Be aware that The Chief (tm) is aware that this whole thang is not, repeat, not a one-way street.

To wit, the Communications Team fields a lot of calls and e-mails every day. (Why, just a few days ago, the team got a call from Google itself, informing us it was allocating an entire new server farm to the on-line traffic generated by The Chief (tm) News. How's that for a feather in the cap?)

Yes, and in many of these calls and e-mails, it is clear that the caller/sender thirsts for even more news about what's going on out there on the roadways. For example, to paraphrase one question we're getting quite a bit:

"We know, believe, agree, and are almost suicidally envious that the drives through old and/or historic towns and/or places are so interesting. What about all the time spent out on the Interstates?"

Now that is an excellent question, given that a LOT of time *is* spent on the endless ribbons of asphalt, or cement, or concrete, or whatever the hell the stuff actually is. So what does go on out there? Here are a few things:

1) The Chief (tm) spends a lot of time watching people oozing their way up on-ramps at ~45 MPH, perfectly timing their arrival nearest the roadway with the exact moment that the truck is rolling on by. Then, after waiting, waiting, waiting, nearly running out of ramp and finally darting in front with about three feet worth of clearance, they stomp on the gas pedal and zoom away at 75+ MPH.

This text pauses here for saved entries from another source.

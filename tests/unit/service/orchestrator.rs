use std::{
    path::Path,
    sync::atomic::{AtomicUsize, Ordering},
    time::Duration,
};

use parking_lot::Mutex;

use super::*;
use crate::{
    assets::cache::{AssetCache, AssetCacheOpts},
    config::CanvasConfig,
    output::{DisabledCache, DiskCache, InMemoryObjectStore, ObjectStorageCache},
    template::{CanvasSource, Template, TemplateBase},
};

struct SolidTemplate {
    base: TemplateBase,
    fail: bool,
}

impl Template for SolidTemplate {
    fn base(&self) -> &TemplateBase {
        &self.base
    }

    fn base_mut(&mut self) -> &mut TemplateBase {
        &mut self.base
    }

    fn render(&mut self, _data: &ContentData) -> OgResult<()> {
        if self.fail {
            return Err(OgError::validation("boom"));
        }
        self.base.initialize_canvas(&CanvasSource::Solid([9, 9, 9]));
        self.base.mark_rendered()
    }

    fn output_path(&self, data: &ContentData, format: OutputFormat) -> OgResult<PathBuf> {
        let key = CacheKey::derive(self.content_type(), data)?;
        Ok(self.base.generated_dir().join(key.file_name(format)))
    }
}

struct Provider {
    assets: Arc<AssetCache>,
    out: PathBuf,
    fail: bool,
    created: AtomicUsize,
}

impl TemplateProvider for Provider {
    fn create(&self, content_type: ContentType) -> OgResult<Box<dyn Template>> {
        self.created.fetch_add(1, Ordering::SeqCst);
        let canvas = CanvasConfig {
            width: 32,
            height: 16,
            ..CanvasConfig::default()
        };
        let base = TemplateBase::new(content_type, Arc::clone(&self.assets), self.out.clone(), &canvas)?;
        Ok(Box::new(SolidTemplate {
            base,
            fail: self.fail,
        }))
    }
}

#[derive(Default)]
struct RecordingNotifier {
    alerts: Mutex<Vec<Alert>>,
    fail: bool,
}

impl Notifier for RecordingNotifier {
    fn send(&self, alert: &Alert) -> OgResult<()> {
        self.alerts.lock().push(alert.clone());
        if self.fail {
            return Err(OgError::upstream("webhook down"));
        }
        Ok(())
    }
}

struct Fixture {
    _dir: tempfile::TempDir,
    out: PathBuf,
    provider: Arc<Provider>,
    notifier: Arc<RecordingNotifier>,
}

fn fixture(fail: bool) -> Fixture {
    let dir = tempfile::tempdir().unwrap();
    let mut opts = AssetCacheOpts::new(dir.path());
    opts.sweep_interval = None;
    let assets = Arc::new(AssetCache::new(opts).unwrap());
    let out = dir.path().join("generated");
    let provider = Arc::new(Provider {
        assets,
        out: out.clone(),
        fail,
        created: AtomicUsize::new(0),
    });
    Fixture {
        _dir: dir,
        out,
        provider,
        notifier: Arc::new(RecordingNotifier::default()),
    }
}

fn orchestrator(f: &Fixture, output: Arc<dyn OutputCache>) -> RenderOrchestrator {
    RenderOrchestrator::new(
        f.provider.clone(),
        output,
        f.notifier.clone(),
        OutputFormat::Png,
        EncodeOpts::default(),
    )
}

fn news(slug: &str) -> ContentData {
    ContentData::default()
        .with("slug", slug)
        .with("title", "Hello")
        .with("imageUrl", "http://unreachable")
}

fn disk(out: &Path) -> Arc<dyn OutputCache> {
    Arc::new(DiskCache::new(out, OutputFormat::Png, Duration::from_secs(120)).unwrap())
}

#[test]
fn second_request_within_ttl_is_served_from_disk() {
    let f = fixture(false);
    let o = orchestrator(&f, disk(&f.out));

    let first = o.generate(ContentType::News, &news("a1"), false).unwrap();
    let second = o.generate(ContentType::News, &news("a1"), false).unwrap();

    let expected = f.out.join("news_a1.png");
    assert_eq!(first, ArtifactLocation::Local(expected.clone()));
    assert_eq!(second, first);
    assert_eq!(f.provider.created.load(Ordering::SeqCst), 1);

    let stats = o.stats();
    assert_eq!(stats.renders, 1);
    assert_eq!(stats.cache_hits, 1);
    assert_eq!(stats.generated_total, 1);
    assert_eq!(stats.generated_news, 1);

    let img = image::open(&expected).unwrap();
    assert_eq!((img.width(), img.height()), (32, 16));
}

#[test]
fn force_bypasses_lookup() {
    let f = fixture(false);
    let o = orchestrator(&f, disk(&f.out));

    o.generate(ContentType::News, &news("a1"), false).unwrap();
    o.generate(ContentType::News, &news("a1"), true).unwrap();
    assert_eq!(o.stats().renders, 2);
    assert_eq!(o.stats().cache_hits, 0);
}

#[test]
fn distinct_slugs_render_separately() {
    let f = fixture(false);
    let o = orchestrator(&f, disk(&f.out));

    o.generate(ContentType::News, &news("a1"), false).unwrap();
    o.generate(ContentType::News, &news("a2"), false).unwrap();
    assert_eq!(o.stats().renders, 2);
    assert!(f.out.join("news_a2.png").is_file());
}

#[test]
fn disabled_cache_renders_every_time() {
    let f = fixture(false);
    let o = orchestrator(&f, Arc::new(DisabledCache));

    let loc = o.generate(ContentType::News, &news("a1"), false).unwrap();
    o.generate(ContentType::News, &news("a1"), false).unwrap();
    assert_eq!(loc, ArtifactLocation::Local(f.out.join("news_a1.png")));
    assert_eq!(o.stats().renders, 2);
}

#[test]
fn object_storage_returns_public_url_and_hits_afterwards() {
    let f = fixture(false);
    let store = Arc::new(InMemoryObjectStore::new());
    let cache = Arc::new(ObjectStorageCache::new(
        store.clone(),
        "https://cdn.example.com/",
        OutputFormat::Png,
    ));
    let o = orchestrator(&f, cache);

    let url = ArtifactLocation::Remote("https://cdn.example.com/news_a1.png".to_string());
    assert_eq!(o.generate(ContentType::News, &news("a1"), false).unwrap(), url);
    assert_eq!(o.generate(ContentType::News, &news("a1"), false).unwrap(), url);
    assert_eq!(o.stats().renders, 1);
    assert_eq!(store.get("news_a1.png").unwrap().content_type, "image/png");
}

#[test]
fn render_failure_is_reraised_and_alerted() {
    let f = fixture(true);
    let o = orchestrator(&f, disk(&f.out));

    let err = o.generate(ContentType::News, &news("a1"), false).unwrap_err();
    assert!(matches!(err, OgError::Validation(ref m) if m == "boom"));
    assert_eq!(o.stats().failures, 1);
    assert_eq!(o.stats().generated_total, 0);
    assert!(!f.out.join("news_a1.png").exists());

    let alerts = f.notifier.alerts.lock();
    assert_eq!(alerts.len(), 1);
    assert_eq!(alerts[0].severity, Severity::Warning);
    assert!(alerts[0].details.as_deref().unwrap().contains("boom"));
}

#[test]
fn notifier_failure_does_not_mask_the_error() {
    let mut f = fixture(true);
    f.notifier = Arc::new(RecordingNotifier {
        alerts: Mutex::new(Vec::new()),
        fail: true,
    });
    let o = orchestrator(&f, disk(&f.out));

    let err = o.generate(ContentType::News, &news("a1"), false).unwrap_err();
    assert!(matches!(err, OgError::Validation(_)));
    assert_eq!(f.notifier.alerts.lock().len(), 1);
}

#[test]
fn unknown_tag_is_unsupported() {
    let f = fixture(false);
    let o = orchestrator(&f, disk(&f.out));
    let err = o.generate_for_tag("invoice", &news("a1"), false).unwrap_err();
    assert!(matches!(err, OgError::UnsupportedType(_)));
    assert_eq!(f.provider.created.load(Ordering::SeqCst), 0);
}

2) Admittedly, at times a fairly good amount of nose-picking gets done, which otherwise would be difficult to pull off back in the "real world"...not that a lot of other truckers give a darn about what they do, or how they look, in public.

3) Especially in the Midwest, there is no shortage of Christian radio stations from which to choose, any day, any time. And they always seem to have the strongest signals, too.

4) You get a feel for who the Big Shots are in the different states, just from the road signs. For instance, in eastern and central Kansas, it's all about Dorothy and "The Wizard of Oz". (Western KS, Bob Dole.)

Oklahoma? Will Rogers. (And Carrie Underwood!)

Missouri? Harry S Truman (no "." after the letter "S", I know you all know) and Mark Twain.

It being the summertime, though, what occupies the most time is dealing with the so-called "construction" zones. All that signage and speed limit changes and pavement markings would suggest that a lot of "construction" is going on, wouldn't it?

Except that it is not.

Sure, we all pass through work zones during our travels. But covering four, five, or six hundred miles nearly every day, one discovers that there are way too many places where there are miles-long detours and lane closures, with lots and lots of "construction" equipment within -- except that there are no workers present to actuallydoanything.

Or, there are ten machines, but only five guys, and only three are doing anything.

Now, of course you don't just snap your fingers, and then, say, a three-mile stretch of road is magically re-paved; there are processes that need to be done, and steps that need to be taken, in order, before changes can begin to be made.

But wouldn't you think that the best way to complete work would be to have tens of machines, and dozens of workers, busting their asses pretty much 'round the clock? Or how about "dozens" and "hundreds", respectively? Does anyone know if they just sit around -- if even present -- in Japan, Germany, Scandinavia, what have you? Because at each "construction" zone that blocks off lanes and holds up traffic, we can pretty easily make an estimate of how much money is being lost by all the people who are held up by the slowdown. How galling is it for it to take half an hour to cover two miles, which should otherwise take two minutes? And multiply that by every single person who passes through the area? Then cut their potential productivity (and wages) in half for that hour?

The Chief (tm) is gonna go out on a limb here and say that they don't do things that way in those other places. Because maybe they realize that the downtime has such a negative impact on the populace and the society. And as a result, they don't budget to allow so long to fix that the "temporary" changes become practically permanent: new paving, new road stripes, concrete guardrails, etc., and the massive backups that result, every single day, whether "work" is being done or not. Nope! Can't do that here! That would cost more! And that would take away from what percentage can be paid out in the form of graft for everyone up the line.

Then there are the "construction" zones themselves -- sometimes VERY dicey to drive through, especially for the big rigs. Narrow, uneven, and/or poorly-marked lanes. Lanes which tilt drastically to the side. Lanes which "borrow" the erstwhile breakdown lane and which are in horribly bumpy condition. You can easily see the places where the "temporary" concrete guardrails are all banged-up by the trucks which haven't quite made it past them. And just last week there was news that Indiana was going to have to re-visit a zone on I-70 in the western part of the state, where they've had an inordinate number of crashes. Well, lemme tell ya, The Chief (tm) has been through that spot and it is BAD NEWS...and that's in the dry, during the day. Night time, rainy weather, must be unimaginable. Too bad there have had to be crashes, injuries, and yes, even deaths, for them to tighten it up.

'Course, sittin' up high in the International ProStar+ Eagle with the A/C running, one hand on the audio controls and the other standing ready to trigger the air horn at any moment and for any reason, it ain't that bad, provided you get through it all in one piece.

So there you have it! It's a thrill a minute, as the ads for the Circle Line used to say. It ain't for everyone and it ain't even for The Chief (tm) for forever. But it'll pass the time well enough until next summer rolls around again, for which the plan is to head back up to Alas-ker. After that the crystal ball gets a little cloudy, so why bother with all that fancy speculatin'?

All for now, gang, all for now. Hope all is well and feel free to drop a line at any time. The Chief (tm) will do his best to respond at the first opportunity! TTFN!